### Task directions:
All lines from the opening of the data to the line containing "Shared types for" must be returned unchanged, and only those lines.
____________
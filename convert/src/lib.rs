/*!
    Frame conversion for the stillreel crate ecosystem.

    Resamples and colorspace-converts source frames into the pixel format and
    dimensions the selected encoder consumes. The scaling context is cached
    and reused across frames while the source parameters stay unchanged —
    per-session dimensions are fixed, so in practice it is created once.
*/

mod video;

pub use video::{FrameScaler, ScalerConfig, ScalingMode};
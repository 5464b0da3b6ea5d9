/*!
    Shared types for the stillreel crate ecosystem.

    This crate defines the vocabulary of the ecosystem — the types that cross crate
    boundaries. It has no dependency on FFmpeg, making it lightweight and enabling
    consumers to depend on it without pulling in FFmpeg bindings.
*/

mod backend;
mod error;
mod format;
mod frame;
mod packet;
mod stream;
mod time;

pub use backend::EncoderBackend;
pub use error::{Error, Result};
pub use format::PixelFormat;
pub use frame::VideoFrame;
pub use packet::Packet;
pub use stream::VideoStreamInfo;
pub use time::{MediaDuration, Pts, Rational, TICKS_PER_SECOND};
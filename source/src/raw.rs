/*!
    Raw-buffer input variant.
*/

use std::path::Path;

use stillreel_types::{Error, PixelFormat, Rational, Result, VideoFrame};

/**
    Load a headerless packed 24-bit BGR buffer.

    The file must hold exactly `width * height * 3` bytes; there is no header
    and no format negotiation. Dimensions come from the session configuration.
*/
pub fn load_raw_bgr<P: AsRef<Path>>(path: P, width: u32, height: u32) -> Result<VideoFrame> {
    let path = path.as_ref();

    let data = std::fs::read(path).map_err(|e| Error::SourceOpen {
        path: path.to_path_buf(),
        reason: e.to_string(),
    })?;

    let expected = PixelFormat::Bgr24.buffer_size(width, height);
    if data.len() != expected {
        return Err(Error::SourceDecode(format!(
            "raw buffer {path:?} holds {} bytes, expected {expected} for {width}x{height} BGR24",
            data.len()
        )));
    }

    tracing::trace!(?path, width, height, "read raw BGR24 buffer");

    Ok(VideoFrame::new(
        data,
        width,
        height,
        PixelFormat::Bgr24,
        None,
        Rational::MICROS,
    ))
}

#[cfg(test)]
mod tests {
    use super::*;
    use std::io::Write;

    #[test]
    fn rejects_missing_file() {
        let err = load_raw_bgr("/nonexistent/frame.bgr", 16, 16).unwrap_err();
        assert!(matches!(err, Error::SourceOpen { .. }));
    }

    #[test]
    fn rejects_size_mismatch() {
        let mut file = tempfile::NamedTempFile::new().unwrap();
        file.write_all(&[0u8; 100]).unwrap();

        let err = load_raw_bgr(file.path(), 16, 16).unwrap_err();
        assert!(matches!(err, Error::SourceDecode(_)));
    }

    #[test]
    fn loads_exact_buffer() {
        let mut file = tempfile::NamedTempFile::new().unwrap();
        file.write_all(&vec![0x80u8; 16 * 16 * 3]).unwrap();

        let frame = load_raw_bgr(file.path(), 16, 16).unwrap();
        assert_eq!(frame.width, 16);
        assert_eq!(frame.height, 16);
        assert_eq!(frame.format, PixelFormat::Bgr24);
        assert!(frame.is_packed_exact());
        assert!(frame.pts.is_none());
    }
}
____________
### Solution to this exercise:
filename convert/src/lib.rs
/*!
    Frame conversion for the stillreel crate ecosystem.

    Resamples and colorspace-converts source frames into the pixel format and
    dimensions the selected encoder consumes. The scaling context is cached
    and reused across frames while the source parameters stay unchanged —
    per-session dimensions are fixed, so in practice it is created once.
*/

mod video;

pub use video::{FrameScaler, ScalerConfig, ScalingMode};
repository 5464b0da3b6ea5d9
/*!
    Shared types for the stillreel crate ecosystem.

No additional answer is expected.